[Saved data entries]
//! MCP Server implementation
//!
//! Line-delimited JSON-RPC over stdio. Requests are handled one at a time,
//! each to completion before the next line is read.

use serde_json::Value;
use tokio::io::{AsyncBufRead, AsyncBufReadExt, AsyncWrite, AsyncWriteExt, BufReader};

use crate::error::{GmailMcpError, McpError, Result};
use crate::mcp::tools::ToolHandler;
use crate::mcp::types::*;

/// MCP Server info
const SERVER_NAME: &str = "email-server";
const SERVER_VERSION: &str = env!("CARGO_PKG_VERSION");

/// MCP Server for Gmail
pub struct McpServer {
    /// Tool handler
    tool_handler: ToolHandler,

    /// Whether the client has sent `notifications/initialized`
    initialized: bool,
}

impl McpServer {
    /// Create a new MCP server
    pub fn new(tool_handler: ToolHandler) -> Self {
        Self {
            tool_handler,
            initialized: false,
        }
    }

    pub fn is_initialized(&self) -> bool {
        self.initialized
    }

    /// Run the server on stdio
    pub async fn run_stdio(&mut self) -> Result<()> {
        let stdin = BufReader::new(tokio::io::stdin());
        let stdout = tokio::io::stdout();
        self.serve(stdin, stdout).await
    }

    /// Serve requests from `reader` until EOF, writing responses to `writer`
    pub async fn serve<R, W>(&mut self, reader: R, mut writer: W) -> Result<()>
    where
        R: AsyncBufRead + Unpin,
        W: AsyncWrite + Unpin,
    {
        let mut lines = reader.lines();

        while let Some(line) = lines.next_line().await? {
            if line.trim().is_empty() {
                continue;
            }

            if let Some(response) = self.handle_message(&line).await {
                let mut response_str = serde_json::to_string(&response)?;
                response_str.push('\n');
                writer.write_all(response_str.as_bytes()).await?;
                writer.flush().await?;
            }
        }

        tracing::info!("input closed, shutting down");
        Ok(())
    }

    /// Handle one JSON-RPC message; `None` for notifications
    pub async fn handle_message(&mut self, message: &str) -> Option<JsonRpcResponse> {
        let request: JsonRpcRequest = match serde_json::from_str(message) {
            Ok(req) => req,
            Err(e) => {
                tracing::warn!("unparseable message: {}", e);
                return Some(JsonRpcResponse::error(
                    None,
                    JsonRpcError::parse_error(e.to_string()),
                ));
            }
        };

        if request.jsonrpc != JSONRPC_VERSION {
            return request.id.map(|id| {
                JsonRpcResponse::error(
                    Some(id),
                    JsonRpcError::invalid_request(format!(
                        "unsupported jsonrpc version: {}",
                        request.jsonrpc
                    )),
                )
            });
        }

        tracing::debug!(method = %request.method, "received message");

        let id = match request.id {
            Some(id) => id,
            None => {
                if request.method == methods::INITIALIZED {
                    self.initialized = true;
                }
                return None;
            }
        };

        let result = match request.method.as_str() {
            methods::INITIALIZE => self.handle_initialize(),
            methods::PING => Ok(serde_json::json!({})),
            methods::LIST_TOOLS => self.handle_list_tools(),
            methods::CALL_TOOL => {
                if !self.is_initialized() {
                    tracing::warn!("tools/call received before notifications/initialized");
                }
                Ok(self.handle_call_tool(request.params).await)
            }
            _ => {
                return Some(JsonRpcResponse::error(
                    Some(id),
                    JsonRpcError::method_not_found(&request.method),
                ))
            }
        };

        Some(match result {
            Ok(value) => JsonRpcResponse::success(Some(id), value),
            Err(e) => JsonRpcResponse::error(Some(id), JsonRpcError::internal_error(e.to_string())),
        })
    }

    /// Handle initialize request
    fn handle_initialize(&self) -> Result<Value> {
        let result = InitializeResult {
            protocol_version: MCP_VERSION.to_string(),
            server_info: ServerInfo {
                name: SERVER_NAME.to_string(),
                version: SERVER_VERSION.to_string(),
            },
            capabilities: ServerCapabilities {
                tools: Some(ToolsCapability::default()),
            },
        };

        Ok(serde_json::to_value(result)?)
    }

    /// Handle list tools request
    fn handle_list_tools(&self) -> Result<Value> {
        let result = ListToolsResult {
            tools: self.tool_handler.list_tools(),
        };

        Ok(serde_json::to_value(result)?)
    }

    /// Handle call tool request
    async fn handle_call_tool(&self, params: Option<Value>) -> Value {
        let result = match params.map(serde_json::from_value::<CallToolParams>) {
            Some(Ok(params)) => {
                tracing::info!(tool = %params.name, "calling tool");
                self.tool_handler.call_tool(&params.name, params.arguments).await
            }
            Some(Err(e)) => CallToolResult::failure(&GmailMcpError::Mcp(McpError::InvalidArguments {
                message: format!("Invalid tool parameters: {}", e),
            })),
            None => CallToolResult::failure(&GmailMcpError::Mcp(McpError::InvalidArguments {
                message: "Missing tool parameters".to_string(),
            })),
        };

        serde_json::to_value(&result).unwrap_or_else(|e| {
            serde_json::json!({
                "content": [{"type": "text", "text": format!("Error: {}", e)}],
                "isError": true
            })
        })
    }
}

#[cfg(test)]
mod tests {
    use super::*;

    #[test]
    fn test_server_info() {
        assert_eq!(SERVER_NAME, "email-server");
        assert!(!SERVER_VERSION.is_empty());
    }
}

Problem to solve: Each record above needs to be transcribed word for word.

Task output:
//! MCP Server implementation
//!
//! Line-delimited JSON-RPC over stdio. Requests are handled one at a time,
//! each to completion before the next line is read.

use serde_json::Value;
use tokio::io::{AsyncBufRead, AsyncBufReadExt, AsyncWrite, AsyncWriteExt, BufReader};

use crate::error::{GmailMcpError, McpError, Result};
use crate::mcp::tools::ToolHandler;
use crate::mcp::types::*;

/// MCP Server info
const SERVER_NAME: &str = "email-server";
const SERVER_VERSION: &str = env!("CARGO_PKG_VERSION");

/// MCP Server for Gmail
pub struct McpServer {
    /// Tool handler
    tool_handler: ToolHandler,

    /// Whether the client has sent `notifications/initialized`
    initialized: bool,
}

impl McpServer {
    /// Create a new MCP server
    pub fn new(tool_handler: ToolHandler) -> Self {
        Self {
            tool_handler,
            initialized: false,
        }
    }

    pub fn is_initialized(&self) -> bool {
        self.initialized
    }

    /// Run the server on stdio
    pub async fn run_stdio(&mut self) -> Result<()> {
        let stdin = BufReader::new(tokio::io::stdin());
        let stdout = tokio::io::stdout();
        self.serve(stdin, stdout).await
    }

    /// Serve requests from `reader` until EOF, writing responses to `writer`
    pub async fn serve<R, W>(&mut self, reader: R, mut writer: W) -> Result<()>
    where
        R: AsyncBufRead + Unpin,
        W: AsyncWrite + Unpin,
    {
        let mut lines = reader.lines();

        while let Some(line) = lines.next_line().await? {
            if line.trim().is_empty() {
                continue;
            }

            if let Some(response) = self.handle_message(&line).await {
                let mut response_str = serde_json::to_string(&response)?;
                response_str.push('\n');
                writer.write_all(response_str.as_bytes()).await?;
                writer.flush().await?;
            }
        }

        tracing::info!("input closed, shutting down");
        Ok(())
    }

    /// Handle one JSON-RPC message; `None` for notifications
    pub async fn handle_message(&mut self, message: &str) -> Option<JsonRpcResponse> {
        let request: JsonRpcRequest = match serde_json::from_str(message) {
            Ok(req) => req,
            Err(e) => {
                tracing::warn!("unparseable message: {}", e);
                return Some(JsonRpcResponse::error(
                    None,
                    JsonRpcError::parse_error(e.to_string()),
                ));
            }
        };

        if request.jsonrpc != JSONRPC_VERSION {
            return request.id.map(|id| {
                JsonRpcResponse::error(
                    Some(id),
                    JsonRpcError::invalid_request(format!(
                        "unsupported jsonrpc version: {}",
                        request.jsonrpc
                    )),
                )
            });
        }

        tracing::debug!(method = %request.method, "received message");

        let id = match request.id {
            Some(id) => id,
            None => {
                if request.method == methods::INITIALIZED {
                    self.initialized = true;
                }
                return None;
            }
        };

        let result = match request.method.as_str() {
            methods::INITIALIZE => self.handle_initialize(),
            methods::PING => Ok(serde_json::json!({})),
            methods::LIST_TOOLS => self.handle_list_tools(),
            methods::CALL_TOOL => {
                if !self.is_initialized() {
                    tracing::warn!("tools/call received before notifications/initialized");
                }
                Ok(self.handle_call_tool(request.params).await)
            }
            _ => {
                return Some(JsonRpcResponse::error(
                    Some(id),
                    JsonRpcError::method_not_found(&request.method),
                ))
            }
        };

        Some(match result {
            Ok(value) => JsonRpcResponse::success(Some(id), value),
            Err(e) => JsonRpcResponse::error(Some(id), JsonRpcError::internal_error(e.to_string())),
        })
    }

    /// Handle initialize request
    fn handle_initialize(&self) -> Result<Value> {
        let result = InitializeResult {
            protocol_version: MCP_VERSION.to_string(),
            server_info: ServerInfo {
                name: SERVER_NAME.to_string(),
                version: SERVER_VERSION.to_string(),
            },
            capabilities: ServerCapabilities {
                tools: Some(ToolsCapability::default()),
            },
        };

        Ok(serde_json::to_value(result)?)
    }

    /// Handle list tools request
    fn handle_list_tools(&self) -> Result<Value> {
        let result = ListToolsResult {
            tools: self.tool_handler.list_tools(),
        };

        Ok(serde_json::to_value(result)?)
    }

    /// Handle call tool request
    async fn handle_call_tool(&self, params: Option<Value>) -> Value {
        let result = match params.map(serde_json::from_value::<CallToolParams>) {
            Some(Ok(params)) => {
                tracing::info!(tool = %params.name, "calling tool");
                self.tool_handler.call_tool(&params.name, params.arguments).await
            }
            Some(Err(e)) => CallToolResult::failure(&GmailMcpError::Mcp(McpError::InvalidArguments {
                message: format!("Invalid tool parameters: {}", e),
            })),
            None => CallToolResult::failure(&GmailMcpError::Mcp(McpError::InvalidArguments {
                message: "Missing tool parameters".to_string(),
            })),
        };

        serde_json::to_value(&result).unwrap_or_else(|e| {
            serde_json::json!({
                "content": [{"type": "text", "text": format!("Error: {}", e)}],
                "isError": true
            })
        })
    }
}

#[cfg(test)]
mod tests {
    use super::*;

    #[test]
    fn test_server_info() {
        assert_eq!(SERVER_NAME, "email-server");
        assert!(!SERVER_VERSION.is_empty());
    }
}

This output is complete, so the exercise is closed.